The grant, awarded by the Center for Medicare and Medicaid Services (CMS) to the Connecticut Office of Health Strategy (OHS), supports efforts to develop a secure, modern HIE that facilitates the sharing of health data to further patient care, improve proper efficiency, and rein in the high cost of healthcare. The HIE is expected to be operational by early 2019.

The grant follows a $5 million federal investment the state received in 2017 that facilitated HIE planning. To qualify for the additional resources, states outlined how their health technology plan would improve disease management, serve the Medicaid population (over 800,000 Connecticut residents), combat the opioid epidemic, and improve overall healthcare through the use of clinical data.

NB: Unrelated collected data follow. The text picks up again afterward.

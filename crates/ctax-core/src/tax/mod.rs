//! Custom tax field extraction.

mod extractor;
pub mod rules;

pub use extractor::{extract_custom_tax, TaxExtractor};
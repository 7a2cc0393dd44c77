//! Heuristic tax field extraction from OCR output.
//!
//! This crate provides:
//! - An OCR document model (pages of words with normalized polygons)
//! - Reading-order line and column reconstruction
//! - Locale-aware amount and percentage parsing
//! - Tax row extraction, candidate scoring and value curation

pub mod error;
pub mod models;
pub mod ocr;
pub mod tax;

pub use error::{CtaxError, DocumentError, Result};
pub use models::config::{CtaxConfig, ExtractionConfig, OutputConfig};
pub use models::tax::{Candidate, RateBounds, TaxRecord};
pub use ocr::{Line, OcrDocument, Page, Point, Polygon, Word};
pub use tax::rules::MatchPolicy;
pub use tax::{extract_custom_tax, TaxExtractor};
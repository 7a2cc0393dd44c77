//! OCR document model consumed by the tax extraction engine.
//!
//! The document is a read-only tree of pages and words. Every word carries a
//! polygon in normalized page coordinates (`0.0..=1.0` on both axes).

mod layout;

pub use layout::{Line, Lines, DEFAULT_COLUMN_MARGIN};

use std::path::Path;

use serde::{Deserialize, Serialize};
use tracing::debug;

use crate::error::{CtaxError, DocumentError};

/// A point in normalized page coordinates.
#[derive(Debug, Clone, Copy, PartialEq, Serialize, Deserialize)]
#[serde(from = "[f32; 2]", into = "[f32; 2]")]
pub struct Point {
    pub x: f32,
    pub y: f32,
}

impl Point {
    pub fn new(x: f32, y: f32) -> Self {
        Self { x, y }
    }
}

impl From<[f32; 2]> for Point {
    fn from([x, y]: [f32; 2]) -> Self {
        Self { x, y }
    }
}

impl From<Point> for [f32; 2] {
    fn from(point: Point) -> Self {
        [point.x, point.y]
    }
}

/// Ordered outline of a word. Points are kept in the order the OCR service
/// produced them; corners are derived on demand.
#[derive(Debug, Clone, PartialEq, Default, Serialize, Deserialize)]
#[serde(transparent)]
pub struct Polygon(Vec<Point>);

impl Polygon {
    pub fn new(points: Vec<Point>) -> Self {
        Self(points)
    }

    /// Axis-aligned rectangle from two corners.
    pub fn from_rect(min_x: f32, min_y: f32, max_x: f32, max_y: f32) -> Self {
        Self(vec![
            Point::new(min_x, min_y),
            Point::new(max_x, min_y),
            Point::new(max_x, max_y),
            Point::new(min_x, max_y),
        ])
    }

    pub fn points(&self) -> &[Point] {
        &self.0
    }

    pub fn len(&self) -> usize {
        self.0.len()
    }

    pub fn is_empty(&self) -> bool {
        self.0.is_empty()
    }

    pub fn min_x(&self) -> f32 {
        self.0.iter().map(|p| p.x).fold(f32::INFINITY, f32::min)
    }

    pub fn max_x(&self) -> f32 {
        self.0.iter().map(|p| p.x).fold(f32::NEG_INFINITY, f32::max)
    }

    pub fn min_y(&self) -> f32 {
        self.0.iter().map(|p| p.y).fold(f32::INFINITY, f32::min)
    }

    pub fn max_y(&self) -> f32 {
        self.0.iter().map(|p| p.y).fold(f32::NEG_INFINITY, f32::max)
    }

    pub fn top_left(&self) -> Point {
        Point::new(self.min_x(), self.min_y())
    }

    pub fn bottom_right(&self) -> Point {
        Point::new(self.max_x(), self.max_y())
    }

    /// Mean of all points.
    pub fn centroid(&self) -> Point {
        if self.0.is_empty() {
            return Point::new(0.0, 0.0);
        }
        let n = self.0.len() as f32;
        let (sx, sy) = self
            .0
            .iter()
            .fold((0.0, 0.0), |(sx, sy), p| (sx + p.x, sy + p.y));
        Point::new(sx / n, sy / n)
    }

    /// Check if `y` falls within the vertical extent of the polygon.
    pub fn contains_y(&self, y: f32) -> bool {
        y >= self.min_y() && y <= self.max_y()
    }

    /// Check if the horizontal extents overlap once `other` is widened by
    /// `margin` on both sides.
    pub fn overlaps_x(&self, other: &Polygon, margin: f32) -> bool {
        self.min_x() <= other.max_x() + margin && self.max_x() >= other.min_x() - margin
    }
}

/// A recognized word with its confidence and outline.
#[derive(Debug, Clone, PartialEq, Serialize, Deserialize)]
pub struct Word {
    /// Recognized text content.
    pub text: String,

    /// Recognition confidence score (0.0 - 1.0).
    #[serde(default)]
    pub confidence: f32,

    /// Outline in normalized page coordinates.
    pub polygon: Polygon,
}

impl Word {
    pub fn new(text: impl Into<String>, confidence: f32, polygon: Polygon) -> Self {
        Self {
            text: text.into(),
            confidence,
            polygon,
        }
    }
}

/// A single page of OCR output. Words come in no particular order.
#[derive(Debug, Clone, PartialEq, Default, Serialize, Deserialize)]
pub struct Page {
    #[serde(default)]
    pub words: Vec<Word>,
}

impl Page {
    pub fn new(words: Vec<Word>) -> Self {
        Self { words }
    }
}

/// Complete OCR result for a document.
#[derive(Debug, Clone, PartialEq, Default, Serialize, Deserialize)]
pub struct OcrDocument {
    #[serde(default)]
    pub pages: Vec<Page>,
}

impl OcrDocument {
    pub fn new(pages: Vec<Page>) -> Self {
        Self { pages }
    }

    /// Parse and validate a document from its JSON representation.
    pub fn from_json(json: &str) -> Result<Self, CtaxError> {
        let document: OcrDocument = serde_json::from_str(json)
            .map_err(|e| DocumentError::Parse(e.to_string()))?;
        document.validate()?;

        debug!(
            "Loaded OCR document with {} pages, {} words",
            document.pages.len(),
            document.word_count()
        );

        Ok(document)
    }

    /// Load and validate a document from a JSON file.
    pub fn from_file(path: &Path) -> Result<Self, CtaxError> {
        let content = std::fs::read_to_string(path)?;
        Self::from_json(&content)
    }

    /// Check that every word has a usable polygon.
    pub fn validate(&self) -> Result<(), DocumentError> {
        for (page_id, page) in self.pages.iter().enumerate() {
            for (word_id, word) in page.words.iter().enumerate() {
                if word.polygon.len() < 3 {
                    return Err(DocumentError::InvalidPolygon {
                        page: page_id,
                        word: word_id,
                        points: word.polygon.len(),
                    });
                }
            }
        }
        Ok(())
    }

    pub fn word_count(&self) -> usize {
        self.pages.iter().map(|p| p.words.len()).sum()
    }

    pub fn is_empty(&self) -> bool {
        self.pages.is_empty()
    }
}
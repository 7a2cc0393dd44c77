//! Reading tax rows laid out left to right.

use regex::{Captures, Regex};
use tracing::{debug, trace};

use crate::models::tax::Candidate;
use crate::ocr::OcrDocument;

use super::amounts::{parse_amount, parse_percentage};
use super::matcher::NameMatcher;
use super::patterns::{NAME_MARK, PERCENT_FIRST, PERCENT_SECOND};
use super::text::{strip_currency_symbols, FoldedText};

/// Where the rate sits relative to the tax name in a row.
#[derive(Debug, Clone, Copy, PartialEq, Eq)]
pub enum RowLayout {
    /// `20% TVA 100,00 20,00`
    PercentFirst,
    /// `TVA 20% 100,00 20,00`
    PercentSecond,
}

impl RowLayout {
    fn pattern(self) -> &'static Regex {
        match self {
            RowLayout::PercentFirst => &PERCENT_FIRST,
            RowLayout::PercentSecond => &PERCENT_SECOND,
        }
    }
}

/// Extracts tax candidates from single lines of text.
#[derive(Debug, Clone, Copy)]
pub struct HorizontalExtractor<'m> {
    matcher: &'m NameMatcher,
}

impl<'m> HorizontalExtractor<'m> {
    pub fn new(matcher: &'m NameMatcher) -> Self {
        Self { matcher }
    }

    /// Extract a candidate from one line. `page_id` is left empty.
    pub fn extract_line(&self, line: &str) -> Option<Candidate> {
        let text = strip_currency_symbols(line);
        let folded = FoldedText::new(&text);
        let found = self.matcher.find(folded.as_str())?;

        let mut marked = String::with_capacity(folded.as_str().len());
        marked.push_str(&folded.as_str()[..found.start]);
        marked.push(NAME_MARK);
        marked.push_str(&folded.as_str()[found.end..]);

        let (layout, caps) = probe(&marked)?;
        trace!("Line {:?} matched {:?}", line, layout);

        let mut candidate = Candidate {
            code: Some(folded.source_span(found.start..found.end).trim().to_string()),
            rate: parse_percentage(&caps["rate"]),
            ..Default::default()
        };

        let first = caps.name("first").map(|m| m.as_str());
        let second = caps.name("second").map(|m| m.as_str());
        match (first, second) {
            (Some(base), Some(value)) => {
                candidate.base = parse_amount(base);
                candidate.value = parse_amount(value);
            }
            (Some(value), None) => {
                candidate.value = parse_amount(value);
            }
            _ => {}
        }

        Some(candidate)
    }

}

// Percent-second wins when its rate carries `%` or the line has none at all;
// otherwise a `%` rate directly before the name is tried.
fn probe(marked: &str) -> Option<(RowLayout, Captures<'_>)> {
    let has_percent = marked.contains('%');

    if let Some(caps) = RowLayout::PercentSecond.pattern().captures(marked) {
        if !has_percent || caps["rate"].contains('%') {
            return Some((RowLayout::PercentSecond, caps));
        }
    }

    if has_percent {
        if let Some(caps) = RowLayout::PercentFirst.pattern().captures(marked) {
            return Some((RowLayout::PercentFirst, caps));
        }
    }

    None
}

/// Scan every line of every page. All matching lines become candidates.
pub fn extract_horizontal(document: &OcrDocument, matcher: &NameMatcher) -> Vec<Candidate> {
    let extractor = HorizontalExtractor::new(matcher);
    let mut candidates = Vec::new();

    for (page_id, page) in document.pages.iter().enumerate() {
        for line in page.lines() {
            if let Some(mut candidate) = extractor.extract_line(&line.text()) {
                candidate.page_id = Some(page_id);
                candidates.push(candidate);
            }
        }
    }

    debug!("Found {} horizontal tax candidates", candidates.len());

    candidates
}

#[cfg(test)]
mod tests {
    use super::*;
    use crate::ocr::{Page, Polygon, Word};
    use crate::tax::rules::matcher::MatchPolicy;
    use pretty_assertions::assert_eq;

    fn extract(names: &[&str], line: &str) -> Option<Candidate> {
        let matcher = NameMatcher::new(names, MatchPolicy::Earliest);
        HorizontalExtractor::new(&matcher).extract_line(line)
    }

    #[test]
    fn test_percent_second_two_amounts() {
        assert_eq!(
            extract(&["TVA"], "TVA 8% 12.50 100.00"),
            Some(Candidate {
                code: Some("TVA".to_string()),
                page_id: None,
                rate: Some(8.0),
                base: Some(12.5),
                value: Some(100.0),
            })
        );
    }

    #[test]
    fn test_percent_second_single_amount_is_value() {
        assert_eq!(
            extract(&["MwSt"], "MwSt. 19 % 38,00 €"),
            Some(Candidate {
                code: Some("MwSt".to_string()),
                rate: Some(19.0),
                value: Some(38.0),
                ..Default::default()
            })
        );
    }

    #[test]
    fn test_percent_first() {
        assert_eq!(
            extract(&["TVA"], "20% TVA 1.000,00 200,00"),
            Some(Candidate {
                code: Some("TVA".to_string()),
                rate: Some(20.0),
                base: Some(1000.0),
                value: Some(200.0),
                ..Default::default()
            })
        );
    }

    #[test]
    fn test_code_keeps_document_spelling() {
        let candidate = extract(&["taxe reduite"], "Taxe Réduite 5,5% 10,00 0,55").unwrap();
        assert_eq!(candidate.code.as_deref(), Some("Taxe Réduite"));
        assert_eq!(candidate.rate, Some(5.5));
        assert_eq!(candidate.base, Some(10.0));
        assert_eq!(candidate.value, Some(0.55));
    }

    #[test]
    fn test_rate_without_percent_sign() {
        let candidate = extract(&["IVA"], "IVA 21 210,00").unwrap();
        assert_eq!(candidate.rate, Some(21.0));
        assert_eq!(candidate.value, Some(210.0));
        assert_eq!(candidate.base, None);
    }

    #[test]
    fn test_no_candidate_without_numbers_or_name() {
        assert_eq!(extract(&["TVA"], "TVA non applicable"), None);
        assert_eq!(extract(&["TVA"], "Total HT 100,00"), None);
    }

    #[test]
    fn test_dash_separators() {
        let expected = Some(Candidate {
            code: Some("TVA".to_string()),
            rate: Some(20.0),
            base: Some(100.0),
            value: Some(20.0),
            ..Default::default()
        });
        assert_eq!(extract(&["TVA"], "TVA - 20% 100,00 20,00"), expected);
        assert_eq!(extract(&["TVA"], "TVA 20% - 100,00 20,00"), expected);
        assert_eq!(extract(&["TVA"], "TVA: 20% - 100,00 - 20,00"), expected);
    }

    #[test]
    fn test_attached_minus_is_kept() {
        let candidate = extract(&["TVA"], "Avoir TVA 20% -100,00 -20,00").unwrap();
        assert_eq!(candidate.base, Some(-100.0));
        assert_eq!(candidate.value, Some(-20.0));
    }

    #[test]
    fn test_space_grouped_amounts() {
        assert_eq!(
            extract(&["TVA"], "TVA 20% 1 234,56 246,91"),
            Some(Candidate {
                code: Some("TVA".to_string()),
                rate: Some(20.0),
                base: Some(1234.56),
                value: Some(246.91),
                ..Default::default()
            })
        );
        let candidate = extract(&["VAT"], "VAT 20% 12 000.00").unwrap();
        assert_eq!(candidate.value, Some(12000.0));
        assert_eq!(candidate.base, None);
    }

    #[test]
    fn test_extract_horizontal_records_page_ids() {
        let row = |y: f32| {
            vec![
                Word::new("TVA", 0.9, Polygon::from_rect(0.1, y, 0.2, y + 0.02)),
                Word::new("20%", 0.9, Polygon::from_rect(0.3, y, 0.4, y + 0.02)),
                Word::new("20,00", 0.9, Polygon::from_rect(0.5, y, 0.6, y + 0.02)),
            ]
        };
        let document = OcrDocument::new(vec![
            Page::new(vec![Word::new("Facture", 0.9, Polygon::from_rect(0.1, 0.1, 0.3, 0.12))]),
            Page::new(row(0.5)),
        ]);

        let matcher = NameMatcher::new(&["TVA"], MatchPolicy::Earliest);
        let candidates = extract_horizontal(&document, &matcher);

        assert_eq!(candidates.len(), 1);
        assert_eq!(candidates[0].page_id, Some(1));
        assert_eq!(candidates[0].value, Some(20.0));
    }
}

The new round of funding launches a pilot program for the health information exchange, which was one of the nine recommendations made by the Health Information Technology Advisory Council, a statutory body tasked with a comprehensive examination of Connecticut’s current health technology needs.

“The health information exchange will improve care. Providers will be able to exchange clinical and diagnostic data in real time – efficiencies that will save time and resources for healthcare systems and patients,” said OHS Health Information Technology Officer Allan Hackney, in a prepared statement. “We engaged nearly 300 providers and consumers and 75 organizations across the health sector in Connecticut to help us understand the issues and opportunities for improving care delivery and outcomes. Technology can and should be a great partner in health reform.”

Another goal is for the HIE to enable a platform for measuring clinical quality and more quickly analyzing population health – one of the keys to improving healthcare accessibility and correcting racial, ethnic, and gender health inequities. Currently, analysts most commonly use insurance claims data, which is only a proxy for real-time clinical information. This use of the HIE dovetails with the work of OHS’s State Innovation Model Office and the Health Systems Planning Unit in their efforts to better address gaps in healthcare, improve community health, and evaluate the performance of Connecticut’s healthcare providers.